今回ばかりは、恐怖だった。前日の夜までに80%書き上げていた原稿をすべてすてた。朝学校へ行く車中でも何も浮かばない。

9:00始業の学校に7:30に着いたが、まだ何も浮かばない。そこでブログとミクシィ(MIXI)に「書けない」と書いたが、これもそう書くことによって逃げていたにすぎない。世界の果てに逃亡したい気分におそわれた。毎年話すとたとえ1年に一回(卒業式と合わせると2回)であってもネタが無くなる。

昔、大学の教壇(法政の400人受講生のいる「哲学概論」)にはじめて立ったとき、最初の一回目の講義で、自分が10年間学んできたことがすべて無くなった…。何と自分は薄っぺらい勉強をして来たのか、と自虐的になったことがある。次の週からの1年間の講義は地獄絵のようだった。

式辞もそれに似ている。ギリギリにならないと出てこない。プロボクサーの体力=体重管理のようなものか。今回は2日前のちょっとした出来事がふと浮かんで、そこから何とか始まった。以下、式辞全文です(全文見ないで話しましたが、実際に話せたのは70%くらいでしょうか)。職員に聞いたら25分間話していたそうです。「校長長すぎます」と毎年ですが怒られました。


入学おめでとうございます。

今日、ここに入学式を迎えるみなさんは、ほとんどの方がこの一年間の見学会における体験授業を通じて学校を選択された方々だと思います。

今日、この入学式を迎えるに当たって、この小山学園の各学校を選んで頂いたことに感謝します。と同時にその期待に真摯に応えなくてはならないと関係者一同身を引き締め直しております。

保護者の方々もたくさん列席して頂いています。「我が息子や娘は、本当にいい学校を選んだね」と卒業式で言って頂けるような学校でありたいと思っております。是非期待して頂きたい。
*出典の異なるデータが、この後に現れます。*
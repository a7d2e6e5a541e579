//! Browser backends for wasm32 builds: [`PaqQueue`] pushes onto
//! `window._paq` and [`BrowserDocument`] works against the live DOM.
//!
//! Both are stateless and look the page up on every call, so they are
//! trivially `Send + Sync`.

use std::collections::BTreeMap;

use js_sys::{Array, Function, Reflect};
use tracing::{debug, warn};
use wasm_bindgen::closure::Closure;
use wasm_bindgen::{JsCast, JsValue};

use matomo_core::Command;

use crate::document::{ClickHandler, ClickTarget, Document, ScriptTag};
use crate::queue::CommandQueue;

const PAQ: &str = "_paq";

/// `window._paq`, created as an empty array on first use.
///
/// Once the Matomo script has loaded it replaces the array with an object
/// whose `push` executes commands immediately; pushes go through whatever
/// `push` the current value exposes.
#[derive(Debug, Clone, Copy, Default)]
pub struct PaqQueue;

impl PaqQueue {
    fn obtain() -> Option<JsValue> {
        let window = web_sys::window()?;
        let key = JsValue::from_str(PAQ);
        let existing = Reflect::get(&window, &key).ok()?;
        if !existing.is_undefined() && !existing.is_null() {
            return Some(existing);
        }
        let queue: JsValue = Array::new().into();
        Reflect::set(&window, &key, &queue).ok()?;
        debug!("window._paq created");
        Some(queue)
    }
}

impl CommandQueue for PaqQueue {
    fn len(&self) -> usize {
        match Self::obtain() {
            Some(queue) => match queue.dyn_ref::<Array>() {
                Some(array) => array.length() as usize,
                // The loaded tracker has already drained the initial array.
                None => 1,
            },
            None => 0,
        }
    }

    fn push(&self, command: Command) {
        let Some(queue) = Self::obtain() else {
            warn!("no window; command dropped");
            return;
        };
        let json = match serde_json::to_string(&command) {
            Ok(json) => json,
            Err(e) => {
                warn!(error = %e, "command serialization failed; command dropped");
                return;
            }
        };
        let Ok(tuple) = js_sys::JSON::parse(&json) else {
            warn!(%json, "JSON.parse rejected command; command dropped");
            return;
        };
        let push = Reflect::get(&queue, &JsValue::from_str("push"))
            .ok()
            .and_then(|f| f.dyn_into::<Function>().ok());
        let Some(push) = push else {
            warn!("window._paq has no push function; command dropped");
            return;
        };
        if let Err(e) = push.call1(&queue, &tuple) {
            warn!(error = ?e, command = %json, "window._paq.push threw");
        }
    }
}

/// The live `window.document`.
#[derive(Debug, Clone, Copy, Default)]
pub struct BrowserDocument;

impl BrowserDocument {
    fn document() -> Option<web_sys::Document> {
        web_sys::window()?.document()
    }
}

fn click_target(element: &web_sys::Element) -> ClickTarget {
    let attributes: BTreeMap<String, String> = element
        .get_attribute_names()
        .iter()
        .filter_map(|name| name.as_string())
        .filter_map(|name| {
            let value = element.get_attribute(&name)?;
            Some((name, value))
        })
        .collect();
    ClickTarget::new(attributes)
}

impl Document for BrowserDocument {
    fn title(&self) -> String {
        Self::document().map(|d| d.title()).unwrap_or_default()
    }

    fn location(&self) -> String {
        web_sys::window()
            .and_then(|w| w.location().href().ok())
            .unwrap_or_default()
    }

    fn has_script(&self, src: &str) -> bool {
        let Some(document) = Self::document() else {
            return false;
        };
        let scripts = document.get_elements_by_tag_name("script");
        (0..scripts.length())
            .filter_map(|i| scripts.item(i))
            .any(|s| s.get_attribute("src").as_deref() == Some(src))
    }

    fn insert_script(&self, tag: &ScriptTag) {
        let Some(document) = Self::document() else {
            return;
        };
        let Ok(element) = document.create_element("script") else {
            return;
        };
        for (name, value) in tag.attributes() {
            let _ = element.set_attribute(name, &value);
        }

        let first = document.get_elements_by_tag_name("script").item(0);
        let inserted = match first {
            Some(first) => {
                let first: &web_sys::Node = &first;
                first
                    .parent_node()
                    .map(|parent| parent.insert_before(&element, Some(first)).is_ok())
            }
            None => document
                .head()
                .map(|head| head.append_child(&element).is_ok()),
        };
        debug!(src = %tag.src, inserted = inserted.unwrap_or(false), "script element inserted");
    }

    fn add_click_listeners(&self, attribute: &str, value: &str, handler: ClickHandler) -> usize {
        let Some(document) = Self::document() else {
            return 0;
        };
        let selector = format!("[{attribute}=\"{value}\"]");
        let Ok(nodes) = document.query_selector_all(&selector) else {
            return 0;
        };

        let mut bound = 0;
        for element in (0..nodes.length())
            .filter_map(|i| nodes.item(i))
            .filter_map(|node| node.dyn_into::<web_sys::Element>().ok())
        {
            let handler = handler.clone();
            let target = element.clone();
            let listener = Closure::<dyn Fn(web_sys::Event)>::new(move |_event: web_sys::Event| {
                if let Err(e) = handler(&click_target(&target)) {
                    wasm_bindgen::throw_str(&e.to_string());
                }
            });
            if element
                .add_event_listener_with_callback("click", listener.as_ref().unchecked_ref())
                .is_ok()
            {
                bound += 1;
            }
            // Listeners live as long as the page.
            listener.forget();
        }
        bound
    }
}
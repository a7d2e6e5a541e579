//! Core types for the Matomo tracker wrapper: tracker configuration, the
//! error taxonomy, and the `_paq` command vocabulary.

pub mod config;
pub mod error;
pub mod types;

pub use crate::config::{TrackerConfig, TrackerOptions};
pub use error::{TrackerError, TrackerResult};
pub use types::{Command, CommandName, CustomDimension};
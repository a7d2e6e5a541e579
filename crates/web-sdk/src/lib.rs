//! Matomo tracker wrapper — injects the Matomo script into a page, seeds the
//! `_paq` command queue with tracker configuration, and pushes well-formed
//! command tuples for page views, events, site search, and outbound links.
//!
//! # Modules
//!
//! - [`queue`] — Command queue seam and the in-memory shared queue
//! - [`document`] — Document seam (title, location, script tags, click listeners)
//! - [`tracker`] — The [`Tracker`] wrapper and its tracking parameters
//! - [`declarative`] — Click tracking bound through `data-*` attributes
//! - [`snippet`] — Inline HTML rendering of a queue for server-rendered pages
//! - `web` — Browser backends (`window._paq`, live DOM), behind the `web` feature

pub mod declarative;
pub mod document;
pub mod queue;
pub mod snippet;
pub mod tracker;
#[cfg(feature = "web")]
pub mod web;

pub use document::{ClickHandler, ClickTarget, Document, MemoryDocument, ScriptTag};
pub use queue::{CommandQueue, QueueSlot, SharedQueue};
pub use snippet::render_snippet;
pub use tracker::{EventParams, LinkParams, SiteSearchParams, TrackContext, TrackParams, Tracker};
#[cfg(feature = "web")]
pub use web::{BrowserDocument, PaqQueue};
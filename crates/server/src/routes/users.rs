use axum::{
    extract::{rejection::JsonRejection, Path, State},
    http::StatusCode,
    response::Json,
    routing::{get, post},
    Router,
};
use whale_watch_core::models::user::{LinkWalletRequest, NewUser, User, UserUpdate};

use crate::error::ApiResult;
use crate::state::AppState;

pub fn routes() -> Router<AppState> {
    Router::new()
        .route("/users", post(create_user))
        .route(
            "/users/:id",
            get(get_user).post(create_user_with_id).patch(update_user),
        )
        .route("/users/:id/wallets", post(link_wallet))
        .route("/users/:id/login", post(record_login))
}

async fn get_user(State(state): State<AppState>, Path(id): Path<String>) -> ApiResult<Json<User>> {
    Ok(Json(state.app.users().get_user(&id).await?))
}

/// Signup with the uid in the body.
async fn create_user(
    State(state): State<AppState>,
    payload: Result<Json<NewUser>, JsonRejection>,
) -> ApiResult<(StatusCode, Json<User>)> {
    let Json(body) = payload?;
    let user = state.app.users().create_user(body).await?;
    Ok((StatusCode::CREATED, Json(user)))
}

/// Signup with the uid in the path; a uid in the body is ignored.
async fn create_user_with_id(
    State(state): State<AppState>,
    Path(id): Path<String>,
    payload: Result<Json<NewUser>, JsonRejection>,
) -> ApiResult<(StatusCode, Json<User>)> {
    let Json(body) = payload?;
    let input = NewUser {
        uid: Some(id),
        ..body
    };
    let user = state.app.users().create_user(input).await?;
    Ok((StatusCode::CREATED, Json(user)))
}

async fn update_user(
    State(state): State<AppState>,
    Path(id): Path<String>,
    payload: Result<Json<UserUpdate>, JsonRejection>,
) -> ApiResult<Json<User>> {
    let Json(body) = payload?;
    Ok(Json(state.app.users().update_user(&id, body).await?))
}

async fn link_wallet(
    State(state): State<AppState>,
    Path(id): Path<String>,
    payload: Result<Json<LinkWalletRequest>, JsonRejection>,
) -> ApiResult<Json<User>> {
    let Json(body) = payload?;
    Ok(Json(state.app.users().link_wallet(&id, body).await?))
}

async fn record_login(State(state): State<AppState>, Path(id): Path<String>) -> ApiResult<Json<User>> {
    Ok(Json(state.app.users().record_login(&id).await?))
}
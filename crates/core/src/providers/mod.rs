pub mod registry;
pub mod traits;

// Provider implementations
pub mod alpaca;
pub mod coingecko;
pub mod mock_market;
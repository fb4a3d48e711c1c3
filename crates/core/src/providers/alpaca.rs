use async_trait::async_trait;
use reqwest::{Client, StatusCode};
use serde::Deserialize;
use std::time::Duration;

use crate::errors::CoreError;
use crate::models::brokerage::{BrokerageAccount, BrokeragePosition};
use super::traits::BrokerageProvider;

const PAPER_BASE_URL: &str = "https://paper-api.alpaca.markets/v2";

/// Alpaca brokerage API (paper trading endpoint).
///
/// - **Auth**: `APCA-API-KEY-ID` / `APCA-API-SECRET-KEY` headers
/// - **Endpoints**: `/positions`, `/account`
///
/// Alpaca encodes every decimal as a JSON string; they are parsed here.
pub struct AlpacaProvider {
    client: Client,
    base_url: String,
    key_id: String,
    secret_key: String,
}

impl AlpacaProvider {
    pub fn new(key_id: String, secret_key: String) -> Self {
        Self::with_base_url(PAPER_BASE_URL, key_id, secret_key)
    }

    pub fn with_base_url(base_url: impl Into<String>, key_id: String, secret_key: String) -> Self {
        Self {
            client: Client::builder()
                .timeout(Duration::from_secs(30))
                .build()
                .unwrap_or_else(|_| Client::new()),
            base_url: base_url.into().trim_end_matches('/').to_string(),
            key_id,
            secret_key,
        }
    }

    async fn get<T: serde::de::DeserializeOwned>(&self, path: &str) -> Result<T, CoreError> {
        let resp = self
            .client
            .get(format!("{}{path}", self.base_url))
            .header("APCA-API-KEY-ID", &self.key_id)
            .header("APCA-API-SECRET-KEY", &self.secret_key)
            .send()
            .await?;

        match resp.status() {
            StatusCode::TOO_MANY_REQUESTS => return Err(CoreError::RateLimited("Alpaca".into())),
            s if !s.is_success() => {
                return Err(CoreError::Api {
                    provider: "Alpaca".into(),
                    message: format!("HTTP {s} for {path}"),
                })
            }
            _ => {}
        }

        resp.json().await.map_err(|e| CoreError::Api {
            provider: "Alpaca".into(),
            message: format!("Failed to parse {path}: {e}"),
        })
    }
}

// ── Alpaca API response types ───────────────────────────────────────

#[derive(Deserialize)]
struct RawPosition {
    symbol: String,
    qty: String,
    #[serde(default)]
    market_value: Option<String>,
    #[serde(default)]
    current_price: Option<String>,
    #[serde(default)]
    change_today: Option<String>,
    #[serde(default)]
    unrealized_pl: Option<String>,
    #[serde(default)]
    unrealized_plpc: Option<String>,
    #[serde(default)]
    asset_class: String,
}

#[derive(Deserialize)]
struct RawAccount {
    id: String,
    equity: String,
    cash: String,
    buying_power: String,
    portfolio_value: String,
}

fn num(field: &str, raw: &str) -> Result<f64, CoreError> {
    raw.parse().map_err(|e| CoreError::Api {
        provider: "Alpaca".into(),
        message: format!("Invalid number in {field}: {e}"),
    })
}

fn opt_num(field: &str, raw: Option<&str>) -> Result<f64, CoreError> {
    raw.map_or(Ok(0.0), |r| num(field, r))
}

impl TryFrom<RawPosition> for BrokeragePosition {
    type Error = CoreError;

    fn try_from(raw: RawPosition) -> Result<Self, Self::Error> {
        Ok(BrokeragePosition {
            qty: num("qty", &raw.qty)?,
            market_value: opt_num("market_value", raw.market_value.as_deref())?,
            current_price: opt_num("current_price", raw.current_price.as_deref())?,
            change_today: opt_num("change_today", raw.change_today.as_deref())?,
            unrealized_pl: opt_num("unrealized_pl", raw.unrealized_pl.as_deref())?,
            unrealized_plpc: opt_num("unrealized_plpc", raw.unrealized_plpc.as_deref())?,
            asset_class: raw.asset_class,
            symbol: raw.symbol,
        })
    }
}

#[async_trait]
impl BrokerageProvider for AlpacaProvider {
    fn name(&self) -> &str {
        "Alpaca"
    }

    async fn positions(&self) -> Result<Vec<BrokeragePosition>, CoreError> {
        let raw: Vec<RawPosition> = self.get("/positions").await?;
        raw.into_iter().map(BrokeragePosition::try_from).collect()
    }

    async fn account(&self) -> Result<BrokerageAccount, CoreError> {
        let raw: RawAccount = self.get("/account").await?;
        Ok(BrokerageAccount {
            equity: num("equity", &raw.equity)?,
            cash: num("cash", &raw.cash)?,
            buying_power: num("buying_power", &raw.buying_power)?,
            portfolio_value: num("portfolio_value", &raw.portfolio_value)?,
            id: raw.id,
        })
    }
}

/// Fixed brokerage snapshot used when no Alpaca credentials are configured.
#[derive(Debug, Clone, Default)]
pub struct MockBrokerageProvider;

impl MockBrokerageProvider {
    pub fn new() -> Self {
        Self
    }
}

fn position(symbol: &str, qty: f64, value: f64, price: f64, change: f64, pl: f64, plpc: f64) -> BrokeragePosition {
    BrokeragePosition {
        symbol: symbol.into(),
        qty,
        market_value: value,
        current_price: price,
        change_today: change,
        unrealized_pl: pl,
        unrealized_plpc: plpc,
        asset_class: "us_equity".into(),
    }
}

#[async_trait]
impl BrokerageProvider for MockBrokerageProvider {
    fn name(&self) -> &str {
        "Mock brokerage"
    }

    async fn positions(&self) -> Result<Vec<BrokeragePosition>, CoreError> {
        Ok(vec![
            position("AAPL", 10.0, 1750.50, 175.05, 0.0125, 250.50, 0.1669),
            position("MSFT", 5.0, 2000.75, 400.15, -0.0075, 175.25, 0.0959),
            position("AMZN", 3.0, 525.30, 175.10, 0.0225, 45.90, 0.0956),
        ])
    }

    async fn account(&self) -> Result<BrokerageAccount, CoreError> {
        Ok(BrokerageAccount {
            id: "mock-account-id".into(),
            equity: 5276.55,
            cash: 1000.00,
            buying_power: 2000.00,
            portfolio_value: 4276.55,
        })
    }
}
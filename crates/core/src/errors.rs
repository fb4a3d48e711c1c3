use thiserror::Error;

/// Error type shared by every service, provider and store in the crate.
#[derive(Debug, Error)]
pub enum CoreError {
    // ── Snapshot files ──────────────────────────────────────────────
    #[error("Not a Whale Watch data file: {0}")]
    InvalidFileFormat(String),

    #[error("Data file version {0} is not supported")]
    UnsupportedVersion(u16),

    #[error("Could not encrypt data file: {0}")]
    Encryption(String),

    #[error("Decryption failed: wrong password or corrupted file")]
    Decryption,

    #[error("Could not encode data: {0}")]
    Serialization(String),

    #[error("Could not decode data: {0}")]
    Deserialization(String),

    #[error("I/O error: {0}")]
    FileIO(String),

    // ── Upstream services ───────────────────────────────────────────
    #[error("{provider} responded with an error: {message}")]
    Api { provider: String, message: String },

    #[error("Rate limited by {0}")]
    RateLimited(String),

    #[error("Network error: {0}")]
    Network(String),

    #[error("No source configured for {0}")]
    NoProvider(String),

    #[error("Solana RPC error: {0}")]
    Rpc(String),

    // ── Wallet input ────────────────────────────────────────────────
    #[error("Invalid secret key: {0}")]
    InvalidSecretKey(String),

    #[error("Invalid public key: {0}")]
    InvalidPublicKey(String),

    #[error("Invalid signature: {0}")]
    InvalidSignature(String),

    #[error("Wallet error: {0}")]
    Wallet(String),

    // ── Documents ───────────────────────────────────────────────────
    #[error("Validation failed: {0}")]
    ValidationError(String),

    #[error("{entity} not found: {id}")]
    NotFound { entity: &'static str, id: String },
}

impl CoreError {
    pub fn not_found(entity: &'static str, id: impl Into<String>) -> Self {
        CoreError::NotFound {
            entity,
            id: id.into(),
        }
    }

    /// True for errors caused by caller input rather than by the system.
    #[must_use]
    pub fn is_client_error(&self) -> bool {
        matches!(
            self,
            CoreError::ValidationError(_)
                | CoreError::InvalidSecretKey(_)
                | CoreError::InvalidPublicKey(_)
                | CoreError::InvalidSignature(_)
        )
    }
}

/// Drop everything after the first `?` so query parameters (API keys
/// included) never reach logs or responses.
fn redact_query(message: String) -> String {
    match message.split_once('?') {
        Some((head, _)) => format!("{head}?…"),
        None => message,
    }
}

impl From<std::io::Error> for CoreError {
    fn from(e: std::io::Error) -> Self {
        CoreError::FileIO(e.to_string())
    }
}

impl From<bincode::Error> for CoreError {
    fn from(e: bincode::Error) -> Self {
        CoreError::Serialization(format!("snapshot: {e}"))
    }
}

impl From<serde_json::Error> for CoreError {
    fn from(e: serde_json::Error) -> Self {
        CoreError::Deserialization(e.to_string())
    }
}

impl From<csv::Error> for CoreError {
    fn from(e: csv::Error) -> Self {
        CoreError::Serialization(format!("CSV: {e}"))
    }
}

impl From<reqwest::Error> for CoreError {
    fn from(e: reqwest::Error) -> Self {
        if e.status() == Some(reqwest::StatusCode::TOO_MANY_REQUESTS) {
            let host = e
                .url()
                .and_then(|u| u.host_str())
                .unwrap_or("upstream")
                .to_string();
            return CoreError::RateLimited(host);
        }
        CoreError::Network(redact_query(e.to_string()))
    }
}

impl From<bs58::decode::Error> for CoreError {
    fn from(e: bs58::decode::Error) -> Self {
        CoreError::ValidationError(format!("invalid base58: {e}"))
    }
}

impl From<aes_gcm::Error> for CoreError {
    fn from(_: aes_gcm::Error) -> Self {
        CoreError::Decryption
    }
}

#[cfg(test)]
mod tests {
    use super::redact_query;

    #[test]
    fn query_is_redacted() {
        assert_eq!(
            redact_query("error sending request for url (https://x.io/p?key=secret)".into()),
            "error sending request for url (https://x.io/p?…"
        );
        assert_eq!(redact_query("timed out".into()), "timed out");
    }
}
use std::error::Error;
use std::sync::Arc;

use log::{info, warn};
use tokio::net::TcpListener;
use whale_watch_core::storage::{Datastore, MemoryStore};
use whale_watch_core::WhaleWatch;
use whale_watch_server::{build_router, AppState, ServerConfig};

#[tokio::main]
async fn main() -> Result<(), Box<dyn Error + Send + Sync>> {
    // .env is optional.
    let dotenv = dotenvy::dotenv();
    env_logger::Builder::from_env(env_logger::Env::default().default_filter_or("info")).init();
    if let Ok(path) = dotenv {
        info!("Loaded environment from {}", path.display());
    }

    let config = ServerConfig::from_env()?;

    let store: Arc<dyn Datastore> = match (&config.data_file, &config.data_password) {
        (Some(path), Some(password)) => {
            info!("Using encrypted data file {}", path.display());
            Arc::new(MemoryStore::open_encrypted(path, password).await?)
        }
        _ => {
            warn!("WHALE_WATCH_DATA_FILE not set; data is kept in memory only");
            Arc::new(MemoryStore::new())
        }
    };

    let app = WhaleWatch::with_store(config.settings.clone(), store);
    info!("{app:?}");
    let router = build_router(AppState::new(app));

    let addr = config.socket_addr();
    let listener = TcpListener::bind(addr).await?;
    info!("Server running on http://{addr}");

    axum::serve(listener, router)
        .with_graceful_shutdown(shutdown_signal())
        .await?;

    info!("Server stopped");
    Ok(())
}

async fn shutdown_signal() {
    if let Err(e) = tokio::signal::ctrl_c().await {
        warn!("Failed to listen for shutdown signal: {e}");
        std::future::pending::<()>().await;
    }
    info!("Shutdown signal received");
}
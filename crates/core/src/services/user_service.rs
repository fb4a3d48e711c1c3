use chrono::Utc;
use log::info;
use std::sync::Arc;

use crate::errors::CoreError;
use crate::models::user::{LinkWalletRequest, LinkedWallet, NewUser, User, UserUpdate, WalletType};
use crate::solana::address::validate_address;
use crate::storage::Datastore;

/// Profile operations on the `users` collection.
pub struct UserService {
    store: Arc<dyn Datastore>,
}

fn required(value: Option<String>) -> Result<String, CoreError> {
    value
        .map(|v| v.trim().to_string())
        .filter(|v| !v.is_empty())
        .ok_or_else(|| CoreError::ValidationError("Missing required fields".into()))
}

impl UserService {
    pub fn new(store: Arc<dyn Datastore>) -> Self {
        Self { store }
    }

    pub async fn get_user(&self, uid: &str) -> Result<User, CoreError> {
        self.store
            .get_user(uid)
            .await?
            .ok_or_else(|| CoreError::not_found("User", uid))
    }

    /// Create a profile on signup. An existing uid is rejected.
    pub async fn create_user(&self, input: NewUser) -> Result<User, CoreError> {
        let uid = required(input.uid)?;
        let email = required(input.email)?;
        if self.store.get_user(&uid).await?.is_some() {
            return Err(CoreError::ValidationError(format!("User {uid} already exists")));
        }

        let user = User::new(uid, email);
        self.store.put_user(user.clone()).await?;
        info!("Created user {}", user.uid);
        Ok(user)
    }

    /// Apply a partial profile update. At least one field is required.
    pub async fn update_user(&self, uid: &str, update: UserUpdate) -> Result<User, CoreError> {
        if update.is_empty() {
            return Err(CoreError::ValidationError("Missing required fields".into()));
        }
        let mut user = self.get_user(uid).await?;

        if let Some(email) = update.email {
            user.email = required(Some(email))?;
        }
        if let Some(linked) = update.alpaca_linked {
            user.alpaca_linked = linked;
        }
        if let Some(linked) = update.plaid_linked {
            user.plaid_linked = linked;
        }

        self.store.put_user(user.clone()).await?;
        Ok(user)
    }

    /// Attach a wallet to the profile. Linking an address that is already
    /// present is a no-op. Solana addresses must decode to 32 bytes.
    pub async fn link_wallet(&self, uid: &str, request: LinkWalletRequest) -> Result<User, CoreError> {
        let wallet_type: WalletType = required(request.wallet_type)?
            .parse()
            .map_err(CoreError::ValidationError)?;
        let address = required(request.address)?;
        if wallet_type == WalletType::Solana {
            validate_address(&address)?;
        }

        let mut user = self.get_user(uid).await?;
        if user.wallets.iter().any(|w| w.address == address) {
            return Ok(user);
        }
        user.wallets.push(LinkedWallet {
            wallet_type,
            address,
        });
        self.store.put_user(user.clone()).await?;
        Ok(user)
    }

    /// Stamp `last_login` with the current time.
    pub async fn record_login(&self, uid: &str) -> Result<User, CoreError> {
        let mut user = self.get_user(uid).await?;
        user.last_login = Utc::now();
        self.store.put_user(user.clone()).await?;
        Ok(user)
    }
}
use chrono::{DateTime, Utc};
use serde::{Deserialize, Serialize};

/// Chain family of a wallet linked to a user profile.
#[derive(Debug, Clone, Copy, PartialEq, Eq, Hash, Serialize, Deserialize)]
#[serde(rename_all = "lowercase")]
pub enum WalletType {
    Solana,
    Eth,
}

impl std::fmt::Display for WalletType {
    fn fmt(&self, f: &mut std::fmt::Formatter<'_>) -> std::fmt::Result {
        match self {
            WalletType::Solana => write!(f, "solana"),
            WalletType::Eth => write!(f, "eth"),
        }
    }
}

impl std::str::FromStr for WalletType {
    type Err = String;

    fn from_str(s: &str) -> Result<Self, Self::Err> {
        match s.trim().to_lowercase().as_str() {
            "solana" | "sol" => Ok(WalletType::Solana),
            "eth" | "ethereum" => Ok(WalletType::Eth),
            other => Err(format!("unknown wallet type '{other}'")),
        }
    }
}

/// A wallet address attached to a user profile.
#[derive(Debug, Clone, PartialEq, Serialize, Deserialize)]
pub struct LinkedWallet {
    #[serde(rename = "type")]
    pub wallet_type: WalletType,
    pub address: String,
}

/// A user document (`users` collection).
#[derive(Debug, Clone, PartialEq, Serialize, Deserialize)]
#[serde(rename_all = "camelCase")]
pub struct User {
    pub uid: String,
    pub email: String,
    pub plaid_linked: bool,
    pub alpaca_linked: bool,
    pub wallets: Vec<LinkedWallet>,
    pub created_at: DateTime<Utc>,
    pub last_login: DateTime<Utc>,
}

impl User {
    pub fn new(uid: impl Into<String>, email: impl Into<String>) -> Self {
        let now = Utc::now();
        Self {
            uid: uid.into(),
            email: email.into(),
            plaid_linked: false,
            alpaca_linked: false,
            wallets: Vec::new(),
            created_at: now,
            last_login: now,
        }
    }

    /// Addresses of every linked wallet of the given type.
    pub fn wallets_of(&self, wallet_type: WalletType) -> impl Iterator<Item = &str> {
        self.wallets
            .iter()
            .filter(move |w| w.wallet_type == wallet_type)
            .map(|w| w.address.as_str())
    }
}

/// Signup payload. Fields are optional so missing ones surface as
/// validation errors instead of body rejections.
#[derive(Debug, Clone, Default, Deserialize)]
#[serde(rename_all = "camelCase", default)]
pub struct NewUser {
    pub uid: Option<String>,
    pub email: Option<String>,
}

/// Partial profile update. Absent fields are left untouched.
#[derive(Debug, Clone, Default, Deserialize)]
#[serde(rename_all = "camelCase", default)]
pub struct UserUpdate {
    pub email: Option<String>,
    pub alpaca_linked: Option<bool>,
    pub plaid_linked: Option<bool>,
}

impl UserUpdate {
    pub fn is_empty(&self) -> bool {
        self.email.is_none() && self.alpaca_linked.is_none() && self.plaid_linked.is_none()
    }
}

/// Payload for linking a wallet to a profile.
#[derive(Debug, Clone, Default, Deserialize)]
#[serde(default)]
pub struct LinkWalletRequest {
    #[serde(rename = "type")]
    pub wallet_type: Option<String>,
    pub address: Option<String>,
}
又来賓の方々も、この忙しい春先のお仕事の合間を縫ってたくさん来られています。みなさんが卒業後に就職する企業の方々です。今日のこの入学式の時点から、みなさんの成長を固唾を呑んで見守っている方々です。心してこの式典に臨んでもらいたいと思います。

さて、最近面白いことがありました。この入学式の準備でバタバタしていた4月2日、今から2日前に、わが校のWEBプログラミング科の女子学生が校長室に来ました。

「校長、NTTデータテクノロジーに内定が出ました」と言ってやってきたのです。

この科は、今のあなたたちと同じ場所で昨年入学式を迎えた1年生の90%を超える学生がすでに内定をもらっています。あと二人で就職率100%になります。全校の大学、専門学校含めてトップの実績かと思います。

NTTデータテクノロジーというのは、2チャンネルの就職偏差値ランクでも63点をとっている大変優良な企業です。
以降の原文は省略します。